About 3 hours and a good few chapters later, I checked on the cakes to make sure they were dark enough, springy to the touch, and that they passed the skewer test.  Thankfully the cakes passed all three and I got the bigger one out for the taste test with the family.

Now I’m not the biggest fan of fruit cakes – I just don’t understand the concept of dried fruit, in general, and specifically in cake. Despite this, the cake was actually OK – definitely not my favourite – but the muscovado sugar added a really nice flavour and the wholemeal flour gives a nice texture. The parents, who happen love fruit cakes, devoured it so I guess that’s a good sign. I did plan to ask them to describe it to me but they went straight to bed claiming exhaustion for having to wait so long for my baked goods.

Why Is It Called Madeira?

This is the first question that came to mind when I made this cake.  At first I figured it must come from the Madeira Islands … apparently not! According to the internet (i.e. Wikipedia), the recipe originated in England in the 18th/19th century and was named after Madeira wine, which was served with the cake and popular at the time. Huh … You learn a new thing every day.

History lesson over, I chose the recipe because I was intrigued by the amount of ground almonds it used … OK, you got me, I actually picked it because I had nothing else in my cupboard and this cake doesn’t need anything random!
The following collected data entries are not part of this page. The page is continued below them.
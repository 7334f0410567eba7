//! # Book Repository
//!
//! Database operations for the catalog and the stock ledger.
//!
//! ## Key Operations
//! - Catalog CRUD (insert, get, list, update)
//! - Stock decrements through a compare-and-swap loop
//!
//! ## Stock CAS Loop
//! ```text
//! ┌─────────────────────────────────────────────────────────────────────────┐
//! │                 How a Stock Decrement Commits                           │
//! │                                                                         │
//! │  decrement_stock("b-1", 3)                                             │
//! │       │                                                                 │
//! │       ▼                                                                 │
//! │  SELECT stock, version FROM books WHERE id = 'b-1'                     │
//! │       │              (stock = 10, version = 7)                          │
//! │       ▼                                                                 │
//! │  new_stock = max(0, 10 - 3) = 7        ← clamped, never negative       │
//! │       │                                                                 │
//! │       ▼                                                                 │
//! │  UPDATE books SET stock = 7, version = version + 1                     │
//! │  WHERE id = 'b-1' AND version = 7      ← fails if someone else wrote   │
//! │       │                                                                 │
//! │       ├── 1 row affected  → done, return 7                             │
//! │       └── 0 rows affected → another writer won, re-read and retry      │
//! │                                                                         │
//! │  Bounded retries; exhausting them surfaces WriteConflict instead of    │
//! │  silently losing an update.                                            │
//! └─────────────────────────────────────────────────────────────────────────┘
//! ```

use chrono::Utc;
use sqlx::SqlitePool;
use tracing::{debug, warn};
use uuid::Uuid;

use crate::error::{DbError, DbResult};
use folio_core::Book;

/// Retry budget for the stock compare-and-swap loop.
const MAX_CAS_ATTEMPTS: u32 = 5;

/// Repository for book database operations.
///
/// ## Usage
/// ```rust,ignore
/// let repo = BookRepository::new(pool);
///
/// // Catalog reads
/// let books = repo.list().await?;
/// let book = repo.get_by_id("uuid-here").await?;
///
/// // Stock ledger
/// let remaining = repo.decrement_stock("uuid-here", 2).await?;
/// ```
#[derive(Debug, Clone)]
pub struct BookRepository {
    pool: SqlitePool,
}

impl BookRepository {
    /// Creates a new BookRepository.
    pub fn new(pool: SqlitePool) -> Self {
        BookRepository { pool }
    }

    /// Lists active books, newest first.
    ///
    /// ## Usage
    /// The storefront catalog view. Inactive books are hidden here but stay
    /// readable through [`get_by_id`](Self::get_by_id) for historical rows.
    pub async fn list(&self) -> DbResult<Vec<Book>> {
        let books = sqlx::query_as::<_, Book>(
            r#"
            SELECT id, title, author, price_cents, stock, category,
                   description, cover_url, is_active, created_at, updated_at, version
            FROM books
            WHERE is_active = 1
            ORDER BY created_at DESC
            "#,
        )
        .fetch_all(&self.pool)
        .await?;

        Ok(books)
    }

    /// Lists every book row, active or not, newest first.
    ///
    /// ## Usage
    /// Sales summaries need category labels for books that were deactivated
    /// after the sale was recorded.
    pub async fn list_all(&self) -> DbResult<Vec<Book>> {
        let books = sqlx::query_as::<_, Book>(
            r#"
            SELECT id, title, author, price_cents, stock, category,
                   description, cover_url, is_active, created_at, updated_at, version
            FROM books
            ORDER BY created_at DESC
            "#,
        )
        .fetch_all(&self.pool)
        .await?;

        Ok(books)
    }

    /// Gets a book by its ID.
    ///
    /// ## Returns
    /// * `Ok(Some(Book))` - Book found
    /// * `Ok(None)` - Book not found
    pub async fn get_by_id(&self, id: &str) -> DbResult<Option<Book>> {
        let book = sqlx::query_as::<_, Book>(
            r#"
            SELECT id, title, author, price_cents, stock, category,
                   description, cover_url, is_active, created_at, updated_at, version
            FROM books
            WHERE id = ?1
            "#,
        )
        .bind(id)
        .fetch_optional(&self.pool)
        .await?;

        Ok(book)
    }

    /// Inserts a new book.
    ///
    /// ## Arguments
    /// * `book` - Book to insert (id should be generated beforehand)
    pub async fn insert(&self, book: &Book) -> DbResult<Book> {
        debug!(title = %book.title, "Inserting book");

        sqlx::query(
            r#"
            INSERT INTO books (
                id, title, author, price_cents, stock, category,
                description, cover_url, is_active, created_at, updated_at, version
            ) VALUES (?1, ?2, ?3, ?4, ?5, ?6, ?7, ?8, ?9, ?10, ?11, ?12)
            "#,
        )
        .bind(&book.id)
        .bind(&book.title)
        .bind(&book.author)
        .bind(book.price_cents)
        .bind(book.stock)
        .bind(&book.category)
        .bind(&book.description)
        .bind(&book.cover_url)
        .bind(book.is_active)
        .bind(book.created_at)
        .bind(book.updated_at)
        .bind(book.version)
        .execute(&self.pool)
        .await?;

        Ok(book.clone())
    }

    /// Updates a book's catalog fields.
    ///
    /// Stock is deliberately absent from the column list: it only moves
    /// through [`decrement_stock`](Self::decrement_stock), so catalog edits
    /// can never resurrect copies a concurrent sale just removed.
    ///
    /// ## Returns
    /// * `Ok(())` - Update successful
    /// * `Err(DbError::NotFound)` - Book doesn't exist
    pub async fn update(&self, book: &Book) -> DbResult<()> {
        debug!(id = %book.id, "Updating book");

        let now = Utc::now();

        let result = sqlx::query(
            r#"
            UPDATE books SET
                title = ?2,
                author = ?3,
                price_cents = ?4,
                category = ?5,
                description = ?6,
                cover_url = ?7,
                is_active = ?8,
                updated_at = ?9,
                version = version + 1
            WHERE id = ?1
            "#,
        )
        .bind(&book.id)
        .bind(&book.title)
        .bind(&book.author)
        .bind(book.price_cents)
        .bind(&book.category)
        .bind(&book.description)
        .bind(&book.cover_url)
        .bind(book.is_active)
        .bind(now)
        .execute(&self.pool)
        .await?;

        if result.rows_affected() == 0 {
            return Err(DbError::not_found("Book", &book.id));
        }

        Ok(())
    }

    /// Decrements a book's stock, clamped at zero.
    ///
    /// ## Clamp Semantics
    /// `new_stock = max(0, stock - quantity)`. Decrementing past zero lands
    /// on the floor and is not an error; callers that must report
    /// insufficiency pre-check the stock before calling.
    ///
    /// ## Concurrency
    /// Read `(stock, version)`, compute the clamped value, then write with
    /// `WHERE version = <read value>`. Zero rows affected means another
    /// writer committed in between; re-read and retry up to
    /// [`MAX_CAS_ATTEMPTS`] times, then surface `WriteConflict`.
    ///
    /// ## Returns
    /// * `Ok(new_stock)` - The stock level after the decrement
    /// * `Err(DbError::NotFound)` - Book doesn't exist
    /// * `Err(DbError::WriteConflict)` - Retry budget exhausted
    pub async fn decrement_stock(&self, id: &str, quantity: i64) -> DbResult<i64> {
        for attempt in 1..=MAX_CAS_ATTEMPTS {
            let row = sqlx::query_as::<_, (i64, i64)>(
                "SELECT stock, version FROM books WHERE id = ?1",
            )
            .bind(id)
            .fetch_optional(&self.pool)
            .await?;

            let (stock, version) = match row {
                Some(pair) => pair,
                None => return Err(DbError::not_found("Book", id)),
            };

            let new_stock = (stock - quantity).max(0);
            let now = Utc::now();

            let result = sqlx::query(
                r#"
                UPDATE books
                SET stock = ?2, version = version + 1, updated_at = ?3
                WHERE id = ?1 AND version = ?4
                "#,
            )
            .bind(id)
            .bind(new_stock)
            .bind(now)
            .bind(version)
            .execute(&self.pool)
            .await?;

            if result.rows_affected() > 0 {
                debug!(
                    id = %id,
                    from = stock,
                    to = new_stock,
                    attempt,
                    "Stock decremented"
                );
                return Ok(new_stock);
            }

            // Another writer bumped the version between our read and write
            warn!(id = %id, attempt, "Stock CAS write lost the race, retrying");
        }

        Err(DbError::write_conflict("Book", id))
    }

    /// Counts active books (for diagnostics and the seed guard).
    pub async fn count(&self) -> DbResult<i64> {
        let count: i64 = sqlx::query_scalar("SELECT COUNT(*) FROM books WHERE is_active = 1")
            .fetch_one(&self.pool)
            .await?;

        Ok(count)
    }
}

/// Helper to generate a new book ID.
///
/// ## Usage
/// ```rust,ignore
/// let id = generate_book_id();
/// let book = Book { id, ... };
/// ```
pub fn generate_book_id() -> String {
    Uuid::new_v4().to_string()
}

// =============================================================================
// Unit Tests
// =============================================================================
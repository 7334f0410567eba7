//! # Database Migrations
//!
//! Schema changes ship as SQL files under `migrations/sqlite/`, embedded
//! into the binary at compile time by [`sqlx::migrate!`]. On startup the
//! migrator compares the embedded set against the `_sqlx_migrations`
//! table and applies whatever is missing, in filename order, each inside
//! its own transaction.
//!
//! ## Adding a Migration
//! 1. Add `NNN_description.sql` under `migrations/sqlite/` with the next number
//! 2. Keep the SQL idempotent where possible (`IF NOT EXISTS`)
//! 3. Never edit an applied migration; checksums are recorded and verified

use sqlx::SqlitePool;
use tracing::{debug, info};

use crate::error::DbResult;

/// All migrations under `migrations/sqlite`, embedded at compile time.
static MIGRATOR: sqlx::migrate::Migrator = sqlx::migrate!("../../migrations/sqlite");

/// Applies every migration not yet recorded in `_sqlx_migrations`.
///
/// Safe to call on every startup; an up-to-date database is a no-op.
pub async fn run_migrations(pool: &SqlitePool) -> DbResult<()> {
    debug!("Checking for pending migrations");

    MIGRATOR.run(pool).await?;

    info!("All migrations applied");
    Ok(())
}

/// Counts embedded vs applied migrations, for startup diagnostics.
///
/// Returns `(embedded, applied)`. A fresh database that has never run the
/// migrator has no `_sqlx_migrations` table; that reads as zero applied.
pub async fn migration_status(pool: &SqlitePool) -> DbResult<(usize, usize)> {
    let embedded = MIGRATOR.migrations.len();

    let applied: i64 = sqlx::query_scalar("SELECT COUNT(*) FROM _sqlx_migrations")
        .fetch_one(pool)
        .await
        .unwrap_or(0);

    Ok((embedded, applied as usize))
}
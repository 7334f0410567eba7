//! # Domain Types
//!
//! Core domain types used throughout Folio.
//!
//! ## Type Hierarchy
//! ```text
//! ┌─────────────────────────────────────────────────────────────────────────┐
//! │                         Domain Types                                    │
//! │                                                                         │
//! │  ┌─────────────────┐   ┌─────────────────┐   ┌─────────────────┐       │
//! │  │      Book       │   │   Reservation   │   │      Sale       │       │
//! │  │  ─────────────  │   │  ─────────────  │   │  ─────────────  │       │
//! │  │  id (UUID)      │   │  id (UUID)      │   │  id (UUID)      │       │
//! │  │  title, author  │   │  reservation_   │   │  book_id (FK)   │       │
//! │  │  price_cents    │   │    number       │   │  quantity       │       │
//! │  │  stock, version │   │  status, total  │   │  unit_price     │       │
//! │  └─────────────────┘   └────────┬────────┘   └─────────────────┘       │
//! │                                 │ 1-N                                   │
//! │                        ┌────────┴────────┐   ┌─────────────────┐       │
//! │                        │ ReservationItem │   │ReservationStatus│       │
//! │                        │  ─────────────  │   │  ─────────────  │       │
//! │                        │  title_snapshot │   │  Pending        │       │
//! │                        │  unit_price     │   │  Confirmed      │       │
//! │                        │  (frozen)       │   │  Completed      │       │
//! │                        └─────────────────┘   │  Cancelled      │       │
//! │                                              └─────────────────┘       │
//! └─────────────────────────────────────────────────────────────────────────┘
//! ```
//!
//! ## Identity
//! Rows relate through immutable UUID strings in `id`. Where a human
//! needs a handle, there is a second key: `reservation_number` is the
//! short sequential number staff read out at pickup, never the UUID.

use chrono::{DateTime, Utc};
use serde::{Deserialize, Serialize};
use std::fmt;
use ts_rs::TS;

use crate::money::Money;
use crate::payment::PaymentMethod;

// =============================================================================
// Book
// =============================================================================

/// A book in the catalog.
#[derive(Debug, Clone, Serialize, Deserialize, TS)]
#[cfg_attr(feature = "sqlx", derive(sqlx::FromRow))]
#[ts(export)]
pub struct Book {
    /// UUID primary key.
    pub id: String,

    /// Title shown in the catalog and frozen onto reservation items.
    pub title: String,

    /// Author name.
    pub author: String,

    /// Price in centavos (smallest currency unit).
    pub price_cents: i64,

    /// Current stock level. Never negative.
    pub stock: i64,

    /// Category label ("Clássicos", "Romantismo", ...).
    pub category: String,

    /// Optional description for the detail view.
    pub description: Option<String>,

    /// Optional cover image URL.
    pub cover_url: Option<String>,

    /// Whether the book is active (soft delete).
    pub is_active: bool,

    /// When the book was created.
    #[ts(as = "String")]
    pub created_at: DateTime<Utc>,

    /// When the book was last updated.
    #[ts(as = "String")]
    pub updated_at: DateTime<Utc>,

    /// Optimistic-concurrency counter, incremented by every mutation.
    /// Stock writes compare-and-swap on this value.
    pub version: i64,
}

impl Book {
    /// The list price as [`Money`].
    #[inline]
    pub fn price(&self) -> Money {
        Money::from_cents(self.price_cents)
    }

    /// Checks if at least one copy is in stock.
    #[inline]
    pub fn in_stock(&self) -> bool {
        self.stock > 0
    }

    /// Checks if the current stock covers the requested quantity.
    pub fn can_fulfill(&self, quantity: i64) -> bool {
        self.stock >= quantity
    }
}

// =============================================================================
// Reservation Status
// =============================================================================

/// The lifecycle status of a reservation.
///
/// Transition rules live in [`crate::workflow`]; this is the storage shape.
#[derive(Debug, Clone, Copy, PartialEq, Eq, Serialize, Deserialize, TS)]
#[cfg_attr(feature = "sqlx", derive(sqlx::Type))]
#[cfg_attr(feature = "sqlx", sqlx(rename_all = "lowercase"))]
#[ts(export)]
#[serde(rename_all = "snake_case")]
pub enum ReservationStatus {
    /// Created, waiting for staff attention.
    Pending,
    /// Payment arranged, waiting for pickup.
    Confirmed,
    /// Books handed over. Terminal.
    Completed,
    /// Abandoned or rejected. Terminal.
    Cancelled,
}

impl ReservationStatus {
    /// Returns the lowercase storage/display form.
    pub const fn as_str(&self) -> &'static str {
        match self {
            ReservationStatus::Pending => "pending",
            ReservationStatus::Confirmed => "confirmed",
            ReservationStatus::Completed => "completed",
            ReservationStatus::Cancelled => "cancelled",
        }
    }
}

impl fmt::Display for ReservationStatus {
    fn fmt(&self, f: &mut fmt::Formatter<'_>) -> fmt::Result {
        f.write_str(self.as_str())
    }
}

impl Default for ReservationStatus {
    fn default() -> Self {
        ReservationStatus::Pending
    }
}

// =============================================================================
// Staff Role
// =============================================================================

/// The binary staff distinction the reservation list scope needs.
#[derive(Debug, Clone, Copy, PartialEq, Eq, Serialize, Deserialize, TS)]
#[ts(export)]
#[serde(rename_all = "snake_case")]
pub enum StaffRole {
    /// Sees and manages everything.
    Admin,
    /// Sees own reservations plus the shared pending queue.
    Seller,
}

// =============================================================================
// Reservation
// =============================================================================

/// A reservation header: one customer's claim on a set of books.
///
/// `payment_method` is stored as its display label ("Numerário", "M-Pesa",
/// "e-Mola", "POS"); the typed [`PaymentMethod`] union is validated at the
/// builder boundary and collapses to the label for persistence.
#[derive(Debug, Clone, Serialize, Deserialize, TS)]
#[cfg_attr(feature = "sqlx", derive(sqlx::FromRow))]
#[ts(export)]
pub struct Reservation {
    pub id: String,
    /// Human-facing sequential number, unique and increasing.
    pub reservation_number: i64,
    pub customer_name: String,
    pub customer_phone: String,
    pub customer_alternative_phone: Option<String>,
    pub customer_email: Option<String>,
    pub pickup_location: Option<String>,
    /// Payment method label.
    pub payment_method: String,
    pub notes: Option<String>,
    /// Authoritative total, equal to the sum of the item totals.
    pub total_amount_cents: i64,
    pub status: ReservationStatus,
    /// Staff member who registered the reservation, when known.
    pub user_id: Option<String>,
    #[ts(as = "String")]
    pub created_at: DateTime<Utc>,
    #[ts(as = "String")]
    pub updated_at: DateTime<Utc>,
}

impl Reservation {
    /// Returns the total as Money.
    #[inline]
    pub fn total(&self) -> Money {
        Money::from_cents(self.total_amount_cents)
    }
}

// =============================================================================
// Reservation Item
// =============================================================================

/// A line item in a reservation.
/// Uses snapshot pattern to freeze book data at reservation time.
#[derive(Debug, Clone, Serialize, Deserialize, TS)]
#[cfg_attr(feature = "sqlx", derive(sqlx::FromRow))]
#[ts(export)]
pub struct ReservationItem {
    pub id: String,
    pub reservation_id: String,
    pub book_id: String,
    /// Title at reservation time (frozen).
    pub title_snapshot: String,
    /// Quantity reserved.
    pub quantity: i64,
    /// Unit price in centavos at reservation time (frozen).
    pub unit_price_cents: i64,
    /// Line total (unit_price × quantity).
    pub total_price_cents: i64,
    #[ts(as = "String")]
    pub created_at: DateTime<Utc>,
}

impl ReservationItem {
    /// The per-copy price frozen at reservation time, as [`Money`].
    #[inline]
    pub fn unit_price(&self) -> Money {
        Money::from_cents(self.unit_price_cents)
    }

    /// The stored line total as [`Money`].
    #[inline]
    pub fn line_total(&self) -> Money {
        Money::from_cents(self.total_price_cents)
    }
}

// =============================================================================
// Sale
// =============================================================================

/// An immediate in-person sale of a single title.
/// Immutable once written; recording one decrements the stock ledger.
#[derive(Debug, Clone, Serialize, Deserialize, TS)]
#[cfg_attr(feature = "sqlx", derive(sqlx::FromRow))]
#[ts(export)]
pub struct Sale {
    pub id: String,
    pub book_id: String,
    /// Staff member who rang the sale up.
    pub user_id: String,
    pub quantity: i64,
    /// Unit price in centavos at sale time (frozen).
    pub unit_price_cents: i64,
    /// Total (unit_price × quantity).
    pub total_price_cents: i64,
    #[ts(as = "String")]
    pub created_at: DateTime<Utc>,
}

impl Sale {
    /// The per-copy price charged, as [`Money`].
    #[inline]
    pub fn unit_price(&self) -> Money {
        Money::from_cents(self.unit_price_cents)
    }

    /// Returns the sale total as Money.
    #[inline]
    pub fn total(&self) -> Money {
        Money::from_cents(self.total_price_cents)
    }
}

// =============================================================================
// Reservation Input Types
// =============================================================================

/// One requested line of a reservation: which book, how many copies.
/// Prices are deliberately absent; the builder re-fetches them.
#[derive(Debug, Clone, Serialize, Deserialize, TS)]
#[ts(export)]
pub struct OrderLine {
    pub book_id: String,
    pub quantity: i64,
}

/// Contact details captured at checkout.
#[derive(Debug, Clone, Serialize, Deserialize, TS)]
#[ts(export)]
pub struct CustomerDetails {
    pub name: String,
    pub phone: String,
    pub alternative_phone: Option<String>,
    pub email: Option<String>,
    pub pickup_location: Option<String>,
}

/// Everything the reservation builder needs to create a reservation.
#[derive(Debug, Clone, Serialize, Deserialize, TS)]
#[ts(export)]
pub struct ReservationDraft {
    pub customer: CustomerDetails,
    pub payment: PaymentMethod,
    pub notes: Option<String>,
    /// Staff member registering the reservation, when known.
    pub user_id: Option<String>,
    pub lines: Vec<OrderLine>,
}

// =============================================================================
// Unit Tests
// =============================================================================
So I turned on my oven and prepared my cake tin with greaseproof paper (the typical Mary Berry way).  The recipe said to bung it all in and mix it – which I’m very wary of – so I used my standard method.  I firstly beat together the butter, sugar and lemon and added in the eggs.  Then I added the almonds and sifted the flour before mixing for a bit longer till it all came together.

This went into the tin and in the oven for around 30 minutes.  The recipe then says to take the cake out and put some citron peel on top before putting it back in for another 10-15minutes. Naturally I didn’t have any, in fact, I didn’t know what it was and guessed it to be any citrus type fruit. So…  I used some orange peel … Ah well!

Once the cake was ready and the kitchen smelt like roasted almonds, I took the cake out to cool and served it up with tea (obviously I didn’t know you had to serve it with wine at the time).


The cake is actually really delicious, it’s quite dense and could potentially be mistaken for dry; it actually reminded me of a few Iranian desserts, which are meant to be accompanied with a drink – normally tea. The almond wasn’t overwhelming but complimented the cake really well. Mary Berry does it again, she’s fast becoming my favourite cookbook.